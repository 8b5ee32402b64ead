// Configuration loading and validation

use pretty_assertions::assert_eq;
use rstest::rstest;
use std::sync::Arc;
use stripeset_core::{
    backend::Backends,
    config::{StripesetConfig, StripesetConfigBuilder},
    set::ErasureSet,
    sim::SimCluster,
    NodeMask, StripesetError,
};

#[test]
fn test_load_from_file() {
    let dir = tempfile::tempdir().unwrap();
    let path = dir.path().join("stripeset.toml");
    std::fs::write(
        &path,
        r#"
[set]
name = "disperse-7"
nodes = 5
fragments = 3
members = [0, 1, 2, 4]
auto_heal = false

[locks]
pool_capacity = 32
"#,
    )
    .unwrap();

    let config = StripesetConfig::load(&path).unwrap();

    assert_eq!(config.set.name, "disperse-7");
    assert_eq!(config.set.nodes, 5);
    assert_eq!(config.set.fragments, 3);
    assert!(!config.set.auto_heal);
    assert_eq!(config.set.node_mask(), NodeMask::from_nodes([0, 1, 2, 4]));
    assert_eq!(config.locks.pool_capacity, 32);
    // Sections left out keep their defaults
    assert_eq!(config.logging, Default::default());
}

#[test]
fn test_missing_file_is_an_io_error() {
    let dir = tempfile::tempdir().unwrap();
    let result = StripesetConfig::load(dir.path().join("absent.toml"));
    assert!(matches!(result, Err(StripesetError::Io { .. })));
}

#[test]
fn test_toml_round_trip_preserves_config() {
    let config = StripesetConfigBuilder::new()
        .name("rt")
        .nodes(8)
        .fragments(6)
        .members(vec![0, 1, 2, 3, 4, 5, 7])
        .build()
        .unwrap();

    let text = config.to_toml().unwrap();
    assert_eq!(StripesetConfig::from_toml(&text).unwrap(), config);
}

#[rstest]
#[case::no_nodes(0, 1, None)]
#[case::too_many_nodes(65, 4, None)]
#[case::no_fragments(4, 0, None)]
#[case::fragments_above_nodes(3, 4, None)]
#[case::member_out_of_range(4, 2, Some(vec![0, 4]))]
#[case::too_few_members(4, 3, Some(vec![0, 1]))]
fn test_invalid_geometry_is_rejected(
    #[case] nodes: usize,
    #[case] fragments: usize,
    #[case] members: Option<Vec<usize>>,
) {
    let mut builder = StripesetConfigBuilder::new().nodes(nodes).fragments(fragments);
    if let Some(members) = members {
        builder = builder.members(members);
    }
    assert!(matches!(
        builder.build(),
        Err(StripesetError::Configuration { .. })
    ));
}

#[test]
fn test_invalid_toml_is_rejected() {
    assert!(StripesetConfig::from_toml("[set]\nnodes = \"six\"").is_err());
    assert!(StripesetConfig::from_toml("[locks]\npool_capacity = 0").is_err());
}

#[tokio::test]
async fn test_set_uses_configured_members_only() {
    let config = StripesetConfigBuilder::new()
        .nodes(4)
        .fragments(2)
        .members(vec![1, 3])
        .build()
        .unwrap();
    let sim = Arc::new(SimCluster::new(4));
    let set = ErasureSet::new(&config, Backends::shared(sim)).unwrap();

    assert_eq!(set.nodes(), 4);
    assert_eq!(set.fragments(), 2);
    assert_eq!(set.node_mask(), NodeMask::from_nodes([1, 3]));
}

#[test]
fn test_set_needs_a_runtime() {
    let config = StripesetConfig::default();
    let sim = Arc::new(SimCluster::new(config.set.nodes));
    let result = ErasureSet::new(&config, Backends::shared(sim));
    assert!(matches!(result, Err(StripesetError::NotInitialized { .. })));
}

PROBLEM STATEMENT: Output an exact copy of each record.

EXERCISE ANSWER:
repository 8b5ee32402b64ead
// Configuration loading and validation

use pretty_assertions::assert_eq;
use rstest::rstest;
use std::sync::Arc;
use stripeset_core::{
    backend::Backends,
    config::{StripesetConfig, StripesetConfigBuilder},
    set::ErasureSet,
    sim::SimCluster,
    NodeMask, StripesetError,
};

#[test]
fn test_load_from_file() {
    let dir = tempfile::tempdir().unwrap();
    let path = dir.path().join("stripeset.toml");
    std::fs::write(
        &path,
        r#"
[set]
name = "disperse-7"
nodes = 5
fragments = 3
members = [0, 1, 2, 4]
auto_heal = false

[locks]
pool_capacity = 32
"#,
    )
    .unwrap();

    let config = StripesetConfig::load(&path).unwrap();

    assert_eq!(config.set.name, "disperse-7");
    assert_eq!(config.set.nodes, 5);
    assert_eq!(config.set.fragments, 3);
    assert!(!config.set.auto_heal);
    assert_eq!(config.set.node_mask(), NodeMask::from_nodes([0, 1, 2, 4]));
    assert_eq!(config.locks.pool_capacity, 32);
    // Sections left out keep their defaults
    assert_eq!(config.logging, Default::default());
}

#[test]
fn test_missing_file_is_an_io_error() {
    let dir = tempfile::tempdir().unwrap();
    let result = StripesetConfig::load(dir.path().join("absent.toml"));
    assert!(matches!(result, Err(StripesetError::Io { .. })));
}

#[test]
fn test_toml_round_trip_preserves_config() {
    let config = StripesetConfigBuilder::new()
        .name("rt")
        .nodes(8)
        .fragments(6)
        .members(vec![0, 1, 2, 3, 4, 5, 7])
        .build()
        .unwrap();

    let text = config.to_toml().unwrap();
    assert_eq!(StripesetConfig::from_toml(&text).unwrap(), config);
}

#[rstest]
#[case::no_nodes(0, 1, None)]
#[case::too_many_nodes(65, 4, None)]
#[case::no_fragments(4, 0, None)]
#[case::fragments_above_nodes(3, 4, None)]
#[case::member_out_of_range(4, 2, Some(vec![0, 4]))]
#[case::too_few_members(4, 3, Some(vec![0, 1]))]
fn test_invalid_geometry_is_rejected(
    #[case] nodes: usize,
    #[case] fragments: usize,
    #[case] members: Option<Vec<usize>>,
) {
    let mut builder = StripesetConfigBuilder::new().nodes(nodes).fragments(fragments);
    if let Some(members) = members {
        builder = builder.members(members);
    }
    assert!(matches!(
        builder.build(),
        Err(StripesetError::Configuration { .. })
    ));
}

#[test]
fn test_invalid_toml_is_rejected() {
    assert!(StripesetConfig::from_toml("[set]\nnodes = \"six\"").is_err());
    assert!(StripesetConfig::from_toml("[locks]\npool_capacity = 0").is_err());
}

#[tokio::test]
async fn test_set_uses_configured_members_only() {
    let config = StripesetConfigBuilder::new()
        .nodes(4)
        .fragments(2)
        .members(vec![1, 3])
        .build()
        .unwrap();
    let sim = Arc::new(SimCluster::new(4));
    let set = ErasureSet::new(&config, Backends::shared(sim)).unwrap();

    assert_eq!(set.nodes(), 4);
    assert_eq!(set.fragments(), 2);
    assert_eq!(set.node_mask(), NodeMask::from_nodes([1, 3]));
}

#[test]
fn test_set_needs_a_runtime() {
    let config = StripesetConfig::default();
    let sim = Arc::new(SimCluster::new(config.set.nodes));
    let result = ErasureSet::new(&config, Backends::shared(sim));
    assert!(matches!(result, Err(StripesetError::NotInitialized { .. })));
}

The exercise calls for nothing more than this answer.